■ **WHAT TO PRODUCE**
Each line below that holds the word "None" counts once. Say how many such lines there are, and no more.

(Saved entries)
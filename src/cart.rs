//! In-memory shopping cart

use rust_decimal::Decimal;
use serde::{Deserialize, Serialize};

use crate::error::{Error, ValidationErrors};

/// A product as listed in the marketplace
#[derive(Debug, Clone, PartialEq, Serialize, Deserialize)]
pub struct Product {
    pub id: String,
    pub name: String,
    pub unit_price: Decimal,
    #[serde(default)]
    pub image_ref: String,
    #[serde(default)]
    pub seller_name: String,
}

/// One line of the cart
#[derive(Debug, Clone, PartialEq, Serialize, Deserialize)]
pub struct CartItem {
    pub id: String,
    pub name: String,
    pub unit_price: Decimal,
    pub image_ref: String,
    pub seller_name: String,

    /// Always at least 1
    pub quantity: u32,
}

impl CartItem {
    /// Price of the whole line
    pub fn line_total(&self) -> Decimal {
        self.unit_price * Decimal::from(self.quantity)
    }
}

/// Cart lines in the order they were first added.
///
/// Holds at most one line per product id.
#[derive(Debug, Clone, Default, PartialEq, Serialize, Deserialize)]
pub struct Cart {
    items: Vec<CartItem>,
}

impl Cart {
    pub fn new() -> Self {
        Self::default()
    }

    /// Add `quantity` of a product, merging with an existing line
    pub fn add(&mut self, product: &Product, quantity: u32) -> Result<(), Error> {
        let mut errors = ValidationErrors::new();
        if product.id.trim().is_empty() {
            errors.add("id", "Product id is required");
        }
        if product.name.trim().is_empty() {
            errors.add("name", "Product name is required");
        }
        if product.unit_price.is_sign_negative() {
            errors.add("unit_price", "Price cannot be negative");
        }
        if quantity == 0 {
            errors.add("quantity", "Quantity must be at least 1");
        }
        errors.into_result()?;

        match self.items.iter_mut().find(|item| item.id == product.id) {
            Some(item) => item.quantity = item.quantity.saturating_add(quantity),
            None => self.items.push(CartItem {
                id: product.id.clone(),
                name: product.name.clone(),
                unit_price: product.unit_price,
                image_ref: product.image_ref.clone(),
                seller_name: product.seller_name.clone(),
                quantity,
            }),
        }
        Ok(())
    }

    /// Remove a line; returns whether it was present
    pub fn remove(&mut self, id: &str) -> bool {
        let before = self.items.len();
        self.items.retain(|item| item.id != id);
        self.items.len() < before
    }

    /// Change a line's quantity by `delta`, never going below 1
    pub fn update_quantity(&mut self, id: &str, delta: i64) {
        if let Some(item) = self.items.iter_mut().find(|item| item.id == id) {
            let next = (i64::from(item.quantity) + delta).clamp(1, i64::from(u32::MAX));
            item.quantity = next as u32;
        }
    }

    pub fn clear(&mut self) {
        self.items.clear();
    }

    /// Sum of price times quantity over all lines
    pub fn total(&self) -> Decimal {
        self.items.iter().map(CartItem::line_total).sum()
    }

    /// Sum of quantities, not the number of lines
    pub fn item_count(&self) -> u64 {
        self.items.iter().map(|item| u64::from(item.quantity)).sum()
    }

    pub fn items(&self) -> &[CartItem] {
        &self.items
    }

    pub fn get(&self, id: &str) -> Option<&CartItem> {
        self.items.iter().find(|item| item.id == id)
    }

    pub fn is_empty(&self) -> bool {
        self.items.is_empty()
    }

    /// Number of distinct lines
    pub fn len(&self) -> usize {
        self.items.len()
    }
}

--

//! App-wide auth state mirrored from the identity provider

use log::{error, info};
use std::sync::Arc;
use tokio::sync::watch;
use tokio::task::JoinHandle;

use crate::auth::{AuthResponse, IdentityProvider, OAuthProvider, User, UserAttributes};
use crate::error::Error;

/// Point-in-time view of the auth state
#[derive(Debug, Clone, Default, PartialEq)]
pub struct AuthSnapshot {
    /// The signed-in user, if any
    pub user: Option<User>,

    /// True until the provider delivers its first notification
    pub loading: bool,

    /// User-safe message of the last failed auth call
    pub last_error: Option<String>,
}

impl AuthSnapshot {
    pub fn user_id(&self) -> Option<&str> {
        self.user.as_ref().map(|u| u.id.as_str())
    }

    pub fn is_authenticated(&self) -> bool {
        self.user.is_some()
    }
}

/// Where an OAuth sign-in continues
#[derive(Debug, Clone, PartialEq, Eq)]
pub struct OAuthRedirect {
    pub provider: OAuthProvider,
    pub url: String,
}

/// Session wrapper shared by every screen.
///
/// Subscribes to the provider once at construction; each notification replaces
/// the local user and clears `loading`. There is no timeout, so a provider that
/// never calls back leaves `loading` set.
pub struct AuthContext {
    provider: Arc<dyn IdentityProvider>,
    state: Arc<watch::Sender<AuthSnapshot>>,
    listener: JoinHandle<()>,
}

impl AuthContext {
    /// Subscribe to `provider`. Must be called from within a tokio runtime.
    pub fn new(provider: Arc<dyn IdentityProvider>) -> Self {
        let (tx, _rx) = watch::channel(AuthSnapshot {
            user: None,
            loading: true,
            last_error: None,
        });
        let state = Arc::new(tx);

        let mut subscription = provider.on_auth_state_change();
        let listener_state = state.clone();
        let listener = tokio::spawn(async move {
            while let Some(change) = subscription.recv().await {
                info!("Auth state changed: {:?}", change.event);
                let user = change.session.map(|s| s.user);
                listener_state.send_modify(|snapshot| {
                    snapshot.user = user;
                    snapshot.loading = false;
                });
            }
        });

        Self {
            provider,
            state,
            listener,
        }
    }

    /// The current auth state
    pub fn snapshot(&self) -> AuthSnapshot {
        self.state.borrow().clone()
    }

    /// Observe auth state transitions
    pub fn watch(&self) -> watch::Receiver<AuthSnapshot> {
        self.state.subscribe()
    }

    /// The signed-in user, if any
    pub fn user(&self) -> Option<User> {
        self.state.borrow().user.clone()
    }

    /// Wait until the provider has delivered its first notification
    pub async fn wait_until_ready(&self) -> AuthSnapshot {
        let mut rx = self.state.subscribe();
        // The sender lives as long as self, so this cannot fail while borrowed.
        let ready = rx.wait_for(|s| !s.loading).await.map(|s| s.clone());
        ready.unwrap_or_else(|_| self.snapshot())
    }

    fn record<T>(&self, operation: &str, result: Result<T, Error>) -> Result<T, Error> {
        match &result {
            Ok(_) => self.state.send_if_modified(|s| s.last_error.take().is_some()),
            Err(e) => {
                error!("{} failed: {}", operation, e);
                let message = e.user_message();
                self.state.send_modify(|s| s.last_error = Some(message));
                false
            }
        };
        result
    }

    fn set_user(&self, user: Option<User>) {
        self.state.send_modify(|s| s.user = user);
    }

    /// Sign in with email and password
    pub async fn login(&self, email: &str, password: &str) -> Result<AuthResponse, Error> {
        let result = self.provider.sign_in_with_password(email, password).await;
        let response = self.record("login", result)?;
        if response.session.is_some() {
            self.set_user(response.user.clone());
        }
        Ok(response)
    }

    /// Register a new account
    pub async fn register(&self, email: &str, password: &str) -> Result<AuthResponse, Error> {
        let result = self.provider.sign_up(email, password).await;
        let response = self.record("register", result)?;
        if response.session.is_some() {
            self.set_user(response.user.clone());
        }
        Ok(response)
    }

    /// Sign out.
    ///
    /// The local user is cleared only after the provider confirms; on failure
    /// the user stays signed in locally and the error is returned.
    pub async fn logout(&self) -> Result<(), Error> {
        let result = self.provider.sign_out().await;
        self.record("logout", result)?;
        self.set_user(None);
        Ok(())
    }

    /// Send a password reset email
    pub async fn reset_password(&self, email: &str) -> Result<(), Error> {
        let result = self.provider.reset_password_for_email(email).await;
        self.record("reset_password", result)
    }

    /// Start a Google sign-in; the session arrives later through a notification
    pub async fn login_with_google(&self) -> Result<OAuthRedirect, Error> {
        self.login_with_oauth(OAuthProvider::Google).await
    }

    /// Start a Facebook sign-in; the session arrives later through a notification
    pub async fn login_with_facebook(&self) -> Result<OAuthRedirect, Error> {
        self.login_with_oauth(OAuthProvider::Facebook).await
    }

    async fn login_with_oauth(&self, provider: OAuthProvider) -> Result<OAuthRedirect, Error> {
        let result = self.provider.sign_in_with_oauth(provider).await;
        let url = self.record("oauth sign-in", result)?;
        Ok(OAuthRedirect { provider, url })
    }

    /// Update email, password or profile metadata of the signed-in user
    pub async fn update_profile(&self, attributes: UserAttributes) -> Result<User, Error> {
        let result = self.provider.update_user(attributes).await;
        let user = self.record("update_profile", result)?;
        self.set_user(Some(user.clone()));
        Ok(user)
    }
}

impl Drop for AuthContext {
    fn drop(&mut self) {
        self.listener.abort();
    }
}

■ **RESPONSE**
4